Fainaru-Wada: Indeed, his brain was studied, and it was found to have CTE.

Sadly, we live in a society where we would rather sacrifice the pensions of hard working middle income earners just so we can write a billion dollar check for the most prestigious game in town- the NFL and we do so to keep 32 NFL families wealthy and happy.

It also seems  we would rather laugh or make fun of someone who displays the behavioral symptoms and treat it as though it were a mental disorder while denying the root cause of those behavioral problems. We would rather treat it with medications rather than listen to the stories of those who are afflicted by the unexplained behaviors of a concussion. Keeping it in the dark spreads untold misery to loved ones tormented by a family member with this brain disease.

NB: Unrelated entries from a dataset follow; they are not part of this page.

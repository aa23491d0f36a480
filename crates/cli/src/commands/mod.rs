pub mod config;
pub mod doctor;
pub mod migrate;
pub mod schemas;

use serde::Serialize;
use serde_json::{json, Value};

/// Why a subcommand failed. Each class owns a stable process exit code so scripts can
/// branch on it without parsing the message.
#[derive(Clone, Copy, Debug, PartialEq, Eq, Serialize)]
#[serde(rename_all = "snake_case")]
pub enum ErrorClass {
    ConfigValidation,
    RuntimeInit,
    DataDir,
    DbConnectivity,
    Migration,
    SchemaValidation,
    Serialization,
}

impl ErrorClass {
    pub fn exit_code(self) -> u8 {
        match self {
            Self::ConfigValidation => 2,
            Self::RuntimeInit | Self::Serialization => 3,
            Self::DataDir | Self::DbConnectivity => 4,
            Self::Migration => 5,
            Self::SchemaValidation => 7,
        }
    }
}

#[derive(Debug, Clone)]
pub struct CommandResult {
    pub exit_code: u8,
    pub output: String,
}

impl CommandResult {
    /// Output that is already formatted for the terminal.
    pub fn plain(exit_code: u8, output: impl Into<String>) -> Self {
        Self { exit_code, output: output.into() }
    }

    /// JSON envelope for a successful run; `details` is omitted when null.
    pub fn ok(command: &str, message: impl Into<String>, details: Value) -> Self {
        let mut envelope = json!({ "command": command, "status": "ok", "message": message.into() });
        if !details.is_null() {
            envelope["details"] = details;
        }
        Self::plain(0, envelope.to_string())
    }

    pub fn failed(command: &str, class: ErrorClass, message: impl Into<String>) -> Self {
        let envelope = json!({
            "command": command,
            "status": "error",
            "error_class": class,
            "message": message.into(),
        });
        Self::plain(class.exit_code(), envelope.to_string())
    }
}

#[cfg(test)]
mod tests {
    use serde_json::{json, Value};

    use super::{CommandResult, ErrorClass};

    #[test]
    fn failures_carry_class_and_exit_code() {
        let result = CommandResult::failed("migrate", ErrorClass::Migration, "checksum mismatch");
        assert_eq!(result.exit_code, 5);

        let payload: Value = serde_json::from_str(&result.output).expect("json");
        assert_eq!(payload["status"], "error");
        assert_eq!(payload["error_class"], "migration");
        assert_eq!(payload["message"], "checksum mismatch");
    }

    #[test]
    fn success_details_are_optional() {
        let bare: Value =
            serde_json::from_str(&CommandResult::ok("migrate", "done", Value::Null).output).expect("json");
        assert!(bare.get("details").is_none());

        let detailed = CommandResult::ok("migrate", "done", json!({ "migrations": [] }));
        let payload: Value = serde_json::from_str(&detailed.output).expect("json");
        assert_eq!(payload["details"]["migrations"], json!([]));
    }
}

The movie ' Concussion' was an eye-opener for me, and one that should change the way we play the game of sport. While it might not be as exciting to see head slams banned from the game, it is a necessary step we must take for the long-term health of the sport; if we fail in this area, then it will only be a matter of a decade before mothers decide that football is a much too dangerous of a sport to play and  will forbid their son's from playing this sport- at that point there won't be enough profit to sustain it, and the sport will become extinct.